C’est un beau roman, c’est une fausse histoire (2/3)

> Billet d’humeur du syndicat du BTP, 17 mars 2022

Depuis l’exil forcé de millions d’ukrainien-ne-s, les pays européens ressortent le mythe de la « terre d’accueil » et définissent les critères du « bon réfugié ».

« Migrant.e.s » ou « exilé.e.s » ?

Dans une interview du 8 mars 2022, Josep Borell, vice-président de la commission européenne, réagit à l’exode des ukrainien.ne.s fuyant les bombardements :

Il faut se préparer à devoir accueillir 5 millions de migrants, non pardon, ce ne sont pas des migrants, ce sont des exilés.

Avec nos modestes prétentions, nous voilà donc contraint.e.s de faire un cours de sémantique à ce brillant ingénieur, membre du Parti socialiste espagnol (PSOE).



«  Migrant.e » est une personne qui migre, qui se déplace d’un point à un autre.

Donc les ukrainien.ne.s, qui sont en ce moment même sur les routes, sont bien des migrant.e.s, n’en déplaise à M. Borell.

Par contre, un.e syrien.ne qui vit en France depuis plusieurs années n’est plus un.e migrant.e, puisqu’il/elle ne se déplace plus !

« Éxilé.e » est une personne qui a quitté, volontairement ou sous la contrainte, son pays. Elle vit donc en exil.

Les ukrainien.ne.s sont aussi des exilé.e.s, au même titre que les afghan.ne.s, les syrien.ne.s, les soudanais.es, etc. qui ont quitté leur pays et vivent donc en… exil.

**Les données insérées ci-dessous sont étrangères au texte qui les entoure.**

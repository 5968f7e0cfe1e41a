// SPDX-License-Identifier: MIT OR Apache-2.0

//! Configuration observer trait definition.
//!
//! This module defines the `ConfigObserver` trait, which lets callers be notified
//! synchronously whenever an item is written to a
//! [`ConfigStore`](crate::domain::ConfigStore).

use crate::domain::{ConfigKey, Result};

/// Handle returned when an observer is registered, used to remove it again.
#[derive(Clone, Copy, Debug, PartialEq, Eq, Hash)]
pub struct ObserverId(pub(crate) u64);

/// A listener for configuration changes.
///
/// After every successful item write the store calls `config_changed` on all
/// registered observers, then `item_changed` on all of them, each time in
/// registration order. Both methods default to doing nothing, so an observer
/// only implements what it cares about.
///
/// Returning an error does not undo the write; the store logs it and carries
/// on with the remaining observers.
///
/// # Thread Safety
///
/// Implementations must be `Send + Sync` so stores can be shared behind a lock.
///
/// # Examples
///
/// ```rust
/// use varcfg::ports::ConfigObserver;
/// use varcfg::domain::{ConfigKey, Result};
///
/// struct PrintObserver;
///
/// impl ConfigObserver for PrintObserver {
///     fn item_changed(&self, section: &ConfigKey, name: &ConfigKey) -> Result<()> {
///         println!("[{}] {} changed", section, name);
///         Ok(())
///     }
/// }
/// ```
pub trait ConfigObserver: Send + Sync {
    /// Called once per write, without saying what changed.
    fn config_changed(&self) -> Result<()> {
        Ok(())
    }

    /// Called once per write with the normalized section and item name.
    fn item_changed(&self, _section: &ConfigKey, _name: &ConfigKey) -> Result<()> {
        Ok(())
    }
}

Ça paraît simple, non ? Alors, pourquoi cette distinction ?

Les mots sont importants.

En fait l’intervention de Josep Borell révèle à quel point ces termes sont instrumentalisés pour leur donner des connotations différentes : le/la méchant.e « migrant.e » contre le/la pauvre « réfugié.e » ou « exilé.e ».

Ceci notamment parce que l’extrême droite est parvenue à imposer l’image du mauvais « migrant » pour alimenter le mythe de « l’invasion migratoire » et du « grand remplacement1».

Derrière les beaux discours.

On aurait pu espérer que la guerre en Ukraine provoque un déclic sur les raisons pour lesquelles des personnes (quelque soit leur nationalité) quittent leur pays et pose donc la question de l’accueil des exilé.e.s. Mais non, il ne s’agit surtout pas d’élargir la réflexion.

Au contraire même. À croire que l’objectif est d’obtenir le « grand remplacement » des réfugié-e-s : n’accepter que celles et ceux qui sont culturellement et « ethniquement » proches de nous.



Racisme, mais pas que…

Dans cet exode, un autre phénomène pèse dans la balance : parmi les personnes qui fuient l’Ukraine on ne compte quasiment que des enfants (certains non accompagnés) et des femmes. Et un certain nombre d’entre elles ont un haut niveau d’étude. Ce n’est pas un phénomène anodin, il y a l’idée de tirer profit de ces femmes.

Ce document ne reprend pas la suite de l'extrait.